__DATA SHOWN__:
___

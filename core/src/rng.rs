//! Deterministic random number generation for synthetic visit logs.
//!
//! RULE: Nothing in the generator may call any platform RNG.
//! All randomness flows through VisitRng streams derived from one master
//! seed. Each venue gets its own stream, seeded from
//! (master_seed XOR venue_index), so adding a venue never changes the
//! visits generated for the others.

use rand::{Rng, SeedableRng};
use rand_pcg::Pcg64Mcg;

pub struct VisitRng {
    inner: Pcg64Mcg,
}

impl VisitRng {
    /// The stream index must never change once assigned.
    pub fn new(master_seed: u64, stream: u64) -> Self {
        let derived_seed = master_seed ^ (stream.wrapping_mul(0x9e37_79b9_7f4a_7c15));
        Self {
            inner: Pcg64Mcg::seed_from_u64(derived_seed),
        }
    }

    /// Roll a float in [0.0, 1.0).
    pub fn next_f64(&mut self) -> f64 {
        self.inner.gen::<f64>()
    }

    /// Roll a u64 in [0, n). `n` of zero yields zero.
    pub fn next_u64_below(&mut self, n: u64) -> u64 {
        if n == 0 {
            return 0;
        }
        self.inner.gen_range(0..n)
    }

    /// Bernoulli trial: true with probability `p`.
    pub fn chance(&mut self, p: f64) -> bool {
        self.next_f64() < p
    }
}
//! Example: Scan and display all listening ports.
//!
//! Usage:
//!   cargo run --example list_ports          # All listening ports
//!   cargo run --example list_ports -- dev   # Development ports only

use portsweep_core::{is_development_port, PortScanner};

#[tokio::main(flavor = "current_thread")]
async fn main() {
    let dev_only = std::env::args().nth(1).as_deref() == Some("dev");

    println!("Scanning ports...\n");

    let scanner = PortScanner::new();

    match scanner.scan().await {
        Ok(mut ports) => {
            if dev_only {
                ports.retain(|p| is_development_port(p.port()));
            }

            if ports.is_empty() {
                println!("No listening ports found.");
                return;
            }

            println!(
                "{:<6} {:<8} {:<8} {:<20} {:<10} {}",
                "PORT", "PROTO", "PID", "PROCESS", "FLAGS", "COMMAND"
            );
            println!("{}", "-".repeat(100));

            for port in &ports {
                let mut flags = String::new();
                if port.is_protected() {
                    flags.push('P');
                }
                if is_development_port(port.port()) {
                    flags.push('D');
                }

                let name: String = port.process_name().chars().take(20).collect();
                let command: String = port.command_line().chars().take(50).collect();

                println!(
                    "{:<6} {:<8} {:<8} {:<20} {:<10} {}",
                    port.port(),
                    port.protocol(),
                    port.pid(),
                    name,
                    flags,
                    command
                );
            }

            println!("\nTotal: {} ports", ports.len());
        }
        Err(e) => {
            eprintln!("Error scanning ports: {}", e);
        }
    }
}
//! Process killer port (interface).

use std::time::Duration;

use crate::domain::{SignalOutcome, TerminationSignal};

/// Port for signalling processes.
///
/// This trait defines the primitive steps of termination. The graceful →
/// forced sequence is built on top of it by the application layer.
pub trait ProcessKillerPort: Send + Sync {
    /// Send a single termination signal to `pid`.
    fn signal(&self, pid: u32, signal: TerminationSignal) -> SignalOutcome;

    /// Check if a process is still running.
    fn is_running(&self, pid: u32) -> bool;

    /// Wait until `pid` exits or `timeout` elapses.
    ///
    /// Returns `true` if the process is gone.
    fn wait_for_exit(
        &self,
        pid: u32,
        timeout: Duration,
    ) -> impl std::future::Future<Output = bool> + Send;
}
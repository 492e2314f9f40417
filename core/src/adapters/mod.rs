//! Adapters layer - External system implementations.
//!
//! This module contains implementations of the port traits defined in `ports`.
//! Each adapter handles communication with the operating system.

pub mod killer;
pub mod scanner;

// Re-export main types for convenience
pub use killer::ProcessKiller;
pub use scanner::PortScanner;
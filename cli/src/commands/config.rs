//! Config command - show effective settings.

use std::path::Path;

use anyhow::Result;
use portsweep_core::PortSweeper;

use super::open_store;

pub fn show(config: Option<&Path>, json: bool) -> Result<bool> {
    let store = open_store(config)?;
    let sweeper = PortSweeper::from_config(&store)?;
    let settings = sweeper.settings();

    if json {
        println!("{}", serde_json::to_string_pretty(settings)?);
        return Ok(true);
    }

    let source = if store.path().exists() {
        store.path().display().to_string()
    } else {
        format!("{} (not found, using defaults)", store.path().display())
    };

    println!("Configuration");
    println!("  File:               {}", source);

    let ranges: Vec<String> = settings
        .dev_port_ranges
        .iter()
        .map(|r| r.to_string())
        .collect();
    println!("  Dev port ranges:    {}", ranges.join(", "));
    println!(
        "  Protected:          {}",
        settings.protected_processes.join(", ")
    );
    println!("  Grace period:       {} ms", settings.grace_period_ms);
    println!("  Poll interval:      {} ms", settings.poll_interval_ms);
    println!("  Command max length: {}", settings.command_max_length);
    Ok(true)
}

___

Return nothing but the lines from the start of the listing above through the line containing "for the others.", exactly as given.

filename core/src/rng.rs
//! Deterministic random number generation for synthetic visit logs.
//!
//! RULE: Nothing in the generator may call any platform RNG.
//! All randomness flows through VisitRng streams derived from one master
//! seed. Each venue gets its own stream, seeded from
//! (master_seed XOR venue_index), so adding a venue never changes the
//! visits generated for the others.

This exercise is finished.